Look below for the line that has "returned a status". Set down the lines from there through the line that has "listener.on_status_received(status, elapsed);", exactly as written.
Data provided: Begin
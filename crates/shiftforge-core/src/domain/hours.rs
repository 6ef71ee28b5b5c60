//! Per-employee bounds on total assigned hours.

/// Permitted `[min, max]` total hours over the horizon, in whole hours.
///
/// # Examples
///
/// ```
/// use shiftforge_core::HourBound;
///
/// // 40 contracted hours over 7 days with a 10% tolerance.
/// let bound = HourBound::from_contract(40.0, 7, 0.1);
/// assert_eq!((bound.min(), bound.max()), (36, 44));
/// assert!(bound.contains(40.0));
/// assert!(!bound.contains(48.0));
/// ```
#[derive(Debug, Clone, Copy, PartialEq, Eq)]
pub struct HourBound {
    min: i64,
    max: i64,
}

impl HourBound {
    pub fn new(min: i64, max: i64) -> Self {
        Self { min, max }
    }

    /// Contracted weekly hours scaled to `horizon_days`, widened by
    /// `tolerance` on both sides and rounded to whole hours.
    pub fn from_contract(weekly_hours: f64, horizon_days: usize, tolerance: f64) -> Self {
        let expected = Self::expected_hours(weekly_hours, horizon_days);
        let min = (expected * (1.0 - tolerance)).round() as i64;
        let max = (expected * (1.0 + tolerance)).round() as i64;
        Self {
            min: min.max(0),
            max: max.max(0),
        }
    }

    /// Contracted hours for a horizon of `horizon_days` days.
    pub fn expected_hours(weekly_hours: f64, horizon_days: usize) -> f64 {
        weekly_hours * horizon_days as f64 / 7.0
    }

    pub fn min(&self) -> i64 {
        self.min
    }

    pub fn max(&self) -> i64 {
        self.max
    }

    pub fn min_minutes(&self) -> i64 {
        self.min * 60
    }

    pub fn max_minutes(&self) -> i64 {
        self.max * 60
    }

    pub fn contains(&self, hours: f64) -> bool {
        hours >= self.min as f64 && hours <= self.max as f64
    }
}
//! Planning event hooks.
//!
//! Listeners are notified at three well-defined points of a constraint
//! run:
//!
//! - **Model built**: the model and its size are known
//! - **Solve started**: the search begins with its time budget
//! - **Status received**: the search returned a status
//!
//! # Usage
//!
//! ```
//! use std::sync::Arc;
//! use shiftforge_solver::event::{CountingListener, PlanningEventSupport};
//!
//! let counter = Arc::new(CountingListener::new());
//! let mut support = PlanningEventSupport::new();
//! support.add_listener(counter.clone());
//! assert_eq!(support.listener_count(), 1);
//! ```

use std::fmt::Debug;
use std::sync::atomic::{AtomicUsize, Ordering};
use std::sync::Arc;
use std::time::Duration;

use tracing::info;

use crate::driver::SolveStatus;
use crate::stats::ModelStats;

/// Listener for planning lifecycle events.
pub trait PlanningListener: Send + Sync + Debug {
    /// Called once the model is fully constrained.
    fn on_model_built(&self, _stats: &ModelStats) {}

    /// Called right before the search starts.
    fn on_solve_started(&self, _budget: Duration) {}

    /// Called with the normalized status and the time spent solving.
    fn on_status_received(&self, _status: SolveStatus, _elapsed: Duration) {}
}

/// Broadcasts planning events to listeners in registration order.
#[derive(Default)]
pub struct PlanningEventSupport {
    listeners: Vec<Arc<dyn PlanningListener>>,
}

impl PlanningEventSupport {
    pub fn new() -> Self {
        Self::default()
    }

    pub fn add_listener(&mut self, listener: Arc<dyn PlanningListener>) {
        self.listeners.push(listener);
    }

    pub fn clear_listeners(&mut self) {
        self.listeners.clear();
    }

    pub fn fire_model_built(&self, stats: &ModelStats) {
        for listener in &self.listeners {
            listener.on_model_built(stats);
        }
    }

    pub fn fire_solve_started(&self, budget: Duration) {
        for listener in &self.listeners {
            listener.on_solve_started(budget);
        }
    }

    pub fn fire_status_received(&self, status: SolveStatus, elapsed: Duration) {
        for listener in &self.listeners {
            listener.on_status_received(status, elapsed);
        }
    }

    pub fn listener_count(&self) -> usize {
        self.listeners.len()
    }

    pub fn has_listeners(&self) -> bool {
        !self.listeners.is_empty()
    }
}

impl Clone for PlanningEventSupport {
    fn clone(&self) -> Self {
        Self {
            listeners: self.listeners.clone(),
        }
    }
}

impl Debug for PlanningEventSupport {
    fn fmt(&self, f: &mut std::fmt::Formatter<'_>) -> std::fmt::Result {
        f.debug_struct("PlanningEventSupport")
            .field("listeners", &self.listeners.len())
            .finish()
    }
}

/// Emits every planning event as a `tracing` event.
#[derive(Debug, Clone, Default)]
pub struct LoggingListener {
    label: String,
}

impl LoggingListener {
    pub fn new() -> Self {
        Self::default()
    }

    /// Creates a listener that tags every event with `label`.
    pub fn with_label(label: impl Into<String>) -> Self {
        Self {
            label: label.into(),
        }
    }
}

impl PlanningListener for LoggingListener {
    fn on_model_built(&self, stats: &ModelStats) {
        info!(
            event = "model_built",
            label = %self.label,
            variables = stats.variables,
            constraints = stats.constraints(),
            fixed = stats.fixed_literals,
        );
    }

    fn on_solve_started(&self, budget: Duration) {
        info!(
            event = "solve_started",
            label = %self.label,
            budget_ms = budget.as_millis() as u64,
        );
    }

    fn on_status_received(&self, status: SolveStatus, elapsed: Duration) {
        info!(
            event = "status_received",
            label = %self.label,
            status = %status,
            elapsed_ms = elapsed.as_millis() as u64,
        );
    }
}

/// Counts events; useful in tests.
#[derive(Debug, Default)]
pub struct CountingListener {
    model_built_count: AtomicUsize,
    solve_started_count: AtomicUsize,
    status_received_count: AtomicUsize,
}

impl CountingListener {
    pub fn new() -> Self {
        Self::default()
    }

    pub fn model_built_count(&self) -> usize {
        self.model_built_count.load(Ordering::SeqCst)
    }

    pub fn solve_started_count(&self) -> usize {
        self.solve_started_count.load(Ordering::SeqCst)
    }

    pub fn status_received_count(&self) -> usize {
        self.status_received_count.load(Ordering::SeqCst)
    }

    /// Resets all counters to zero.
    pub fn reset(&self) {
        self.model_built_count.store(0, Ordering::SeqCst);
        self.solve_started_count.store(0, Ordering::SeqCst);
        self.status_received_count.store(0, Ordering::SeqCst);
    }
}

impl PlanningListener for CountingListener {
    fn on_model_built(&self, _stats: &ModelStats) {
        self.model_built_count.fetch_add(1, Ordering::SeqCst);
    }

    fn on_solve_started(&self, _budget: Duration) {
        self.solve_started_count.fetch_add(1, Ordering::SeqCst);
    }

    fn on_status_received(&self, _status: SolveStatus, _elapsed: Duration) {
        self.status_received_count.fetch_add(1, Ordering::SeqCst);
    }
}

#[cfg(test)]
#[path = "event_tests.rs"]
mod tests;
Data provided: End
Output for this task →
//! - **Status received**: the search returned a status
//!
//! # Usage
//!
//! ```
//! use std::sync::Arc;
//! use shiftforge_solver::event::{CountingListener, PlanningEventSupport};
//!
//! let counter = Arc::new(CountingListener::new());
//! let mut support = PlanningEventSupport::new();
//! support.add_listener(counter.clone());
//! assert_eq!(support.listener_count(), 1);
//! ```

use std::fmt::Debug;
use std::sync::atomic::{AtomicUsize, Ordering};
use std::sync::Arc;
use std::time::Duration;

use tracing::info;

use crate::driver::SolveStatus;
use crate::stats::ModelStats;

/// Listener for planning lifecycle events.
pub trait PlanningListener: Send + Sync + Debug {
    /// Called once the model is fully constrained.
    fn on_model_built(&self, _stats: &ModelStats) {}

    /// Called right before the search starts.
    fn on_solve_started(&self, _budget: Duration) {}

    /// Called with the normalized status and the time spent solving.
    fn on_status_received(&self, _status: SolveStatus, _elapsed: Duration) {}
}

/// Broadcasts planning events to listeners in registration order.
#[derive(Default)]
pub struct PlanningEventSupport {
    listeners: Vec<Arc<dyn PlanningListener>>,
}

impl PlanningEventSupport {
    pub fn new() -> Self {
        Self::default()
    }

    pub fn add_listener(&mut self, listener: Arc<dyn PlanningListener>) {
        self.listeners.push(listener);
    }

    pub fn clear_listeners(&mut self) {
        self.listeners.clear();
    }

    pub fn fire_model_built(&self, stats: &ModelStats) {
        for listener in &self.listeners {
            listener.on_model_built(stats);
        }
    }

    pub fn fire_solve_started(&self, budget: Duration) {
        for listener in &self.listeners {
            listener.on_solve_started(budget);
        }
    }

    pub fn fire_status_received(&self, status: SolveStatus, elapsed: Duration) {
        for listener in &self.listeners {
            listener.on_status_received(status, elapsed);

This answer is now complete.